初めてのシミ取りで失敗しないために知っておきたい40代のリアルな悩みとコツ
40代で初めてシミ取りに挑戦する方は、シミ取り治療に関して勘違いしやすいポイントや、40代の肌の変化を先に押さえておくことで、治療に対する不安を軽減することができます。
この章では、若い頃との肌の違いや、シミ取りで勘違いが多いポイントを解説します。
「若い頃と違う」と感じ始めた肌に起きていること
40代になると、若い頃と比べて肌のターンオーバー周期が乱れやすくなったり、肌のハリを維持する部分が崩れやすくなったりします。これにより、肌のごわつきやくすみ、乾燥やハリの低下などを感じやすくなります。
私たちの肌は20代で約28日の周期でターンオーバーが巡ります。この過程で、古い角質やメラニンが排出され、透明感やつやのある肌を維持することができますが、年齢を重ねるにつれて周期は長くなっていきます。これにより、肌表面に古い角質が残りごわついたり乾燥を感じやすくなったりします。また、メラニンを排出しきれずに、くすんで見えたりシミが増えたと感じたりもします。
さらに、エストロゲンというホルモンにはコラーゲンの生成を促進する役割がありますが、年齢とともにその分泌量が減少すると言われています。これによって、肌のハリの低下が目立ちやすくなるため、「若いころと違う」と感じる原因のひとつとなっています。
参照元:Age-associated Changes in Human Epidermal Cell Renewal
Revisiting the effects of menopause on the skin: Functional changes, clinical studies, in vitro models and therapeutic alternatives – ScienceDirect
40代でシミ取りを考える人がやりがちな勘違い
40代でシミ取りを考える人がやりがちな勘違いには、下記があります。
- シミは一種類しかない
- シミ取りは美容医療を1回受ければ終わる
- シミが複数できていても見分けるのは簡単
シミ取り治療は、1度の施術で取れるものもありますが、シミの種類や深さによっては複数回の施術が必要な場合もあります。
また、「シミ」と一言で言っても、その種類は様々あり、シミ取り治療に適さないシミもあるため、「すべてのシミが一度で取れる」とは言い切れないのが現状です。
そのため、シミ取り治療の前には、医師にシミの種類や何回ぐらい必要かをしっかりと診察してもらい、治療計画を立てることが重要になります。
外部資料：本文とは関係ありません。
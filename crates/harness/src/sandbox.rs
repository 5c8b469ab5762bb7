use std::path::Path;
use std::sync::Arc;

use rowstage_core::{Row, RowEdit, RowKey, SessionId, TableRef};
use rowstage_engine::{
    ApplyOutcome, ApplyRequest, ConnectionHandle, DialectKind, EngineError, Environment, MigrationScript,
    RecordOutcome, SandboxConfig, SandboxEngine,
};
use rowstage_storage::{MemoryPreferenceStore, PreferenceStore};

use crate::ScriptedExecutionService;

/// One working session against a scripted database.
pub struct TestSandbox {
    pub engine: SandboxEngine,
    pub service: Arc<ScriptedExecutionService>,
    pub session: SessionId,
    pub connection: ConnectionHandle,
}

impl TestSandbox {
    /// Activated session backed by an in-memory store.
    pub fn new() -> Result<Self, EngineError> {
        Self::with_store(SandboxConfig::default(), Arc::new(MemoryPreferenceStore::new()))
    }

    pub fn with_config(config: SandboxConfig) -> Result<Self, EngineError> {
        Self::with_store(config, Arc::new(MemoryPreferenceStore::new()))
    }

    pub fn with_store(config: SandboxConfig, store: Arc<dyn PreferenceStore>) -> Result<Self, EngineError> {
        crate::init_tracing();
        let service = Arc::new(ScriptedExecutionService::new());
        let engine = SandboxEngine::new(config, store, service.clone())?;
        let session = SessionId::new("session-1");
        engine.activate(&session)?;
        Ok(Self {
            engine,
            service,
            session,
            connection: ConnectionHandle::new("conn-1"),
        })
    }

    /// Session persisted to a SQLite file. Does not activate: a reopened
    /// file must come back with whatever state it was saved in.
    pub fn open(path: &Path) -> Result<Self, EngineError> {
        crate::init_tracing();
        let service = Arc::new(ScriptedExecutionService::new());
        let path = path.to_string_lossy();
        let engine = SandboxEngine::open(SandboxConfig::default(), &path, service.clone())?;
        Ok(Self {
            engine,
            service,
            session: SessionId::new("session-1"),
            connection: ConnectionHandle::new("conn-1"),
        })
    }

    pub fn insert(&self, table: TableRef, values: Row) -> Result<RecordOutcome, EngineError> {
        self.engine.record(&self.session, RowEdit::insert(table, values))
    }

    pub fn update(
        &self,
        table: TableRef,
        key: Option<RowKey>,
        old_values: Row,
        new_values: Row,
    ) -> Result<RecordOutcome, EngineError> {
        self.engine
            .record(&self.session, RowEdit::update(table, key, old_values, new_values))
    }

    pub fn delete(&self, table: TableRef, key: Option<RowKey>, old_values: Row) -> Result<RecordOutcome, EngineError> {
        self.engine
            .record(&self.session, RowEdit::delete(table, key, old_values))
    }

    pub fn script(&self, scope: Option<&TableRef>) -> Result<MigrationScript, EngineError> {
        self.engine.generate(&self.session, DialectKind::Postgres, scope)
    }

    pub fn request(&self, environment: Environment) -> ApplyRequest {
        ApplyRequest::new(self.session.clone(), self.connection.clone(), environment)
    }

    /// Generate for the whole session and apply in development.
    pub async fn apply_all(&self) -> Result<ApplyOutcome, EngineError> {
        let script = self.script(None)?;
        self.engine
            .apply(&self.request(Environment::Development), &script)
            .await
    }
}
痛みやダウンタイムが不安な人が押さえておきたいポイント
「シミ取り治療」と呼ばれる施術で使用する機器にはいくつかの種類がありますが、一度に強い熱を照射するため、どうしても痛みやダウンタイムは出てしまいます。
こうした痛みやダウンタイムに不安のある人は、施術回数が多くなる可能性が高いですが、比較的マイルドな照射の治療を選択するという手段もあることを覚えておくと、不安を解消することができるでしょう。
椿クリニックでは、以下のような機器を用いてシミ治療を行っています。
| 機械 | 痛み | ダウンタイム |
|---|
| フォトフェイシャル(IPL) | ほとんどないが熱感を感じることがある | ほとんどない、もしくは数日程度 |
| レーザートーニング | 静電気を浴びたときのような痛みや、熱い雨に降られているような感覚 | ほとんどない |
| QスイッチYAGレーザー | 輪ゴムで強く弾かれるような痛み | 2週間程 |
ただし、シミの種類によっては適さない機器もあるため、シミをしっかりと見極めてもらい最も適した治療を選択することが改善の近道となります。
シミ治療で失敗しないために知っておきたい「種類の違い」
「一日でできるシミ取り施術」と聞くと、どんなシミでも同じように取れるイメージを持ちやすいのですが、実際はシミの種類によって適した治療が異なります。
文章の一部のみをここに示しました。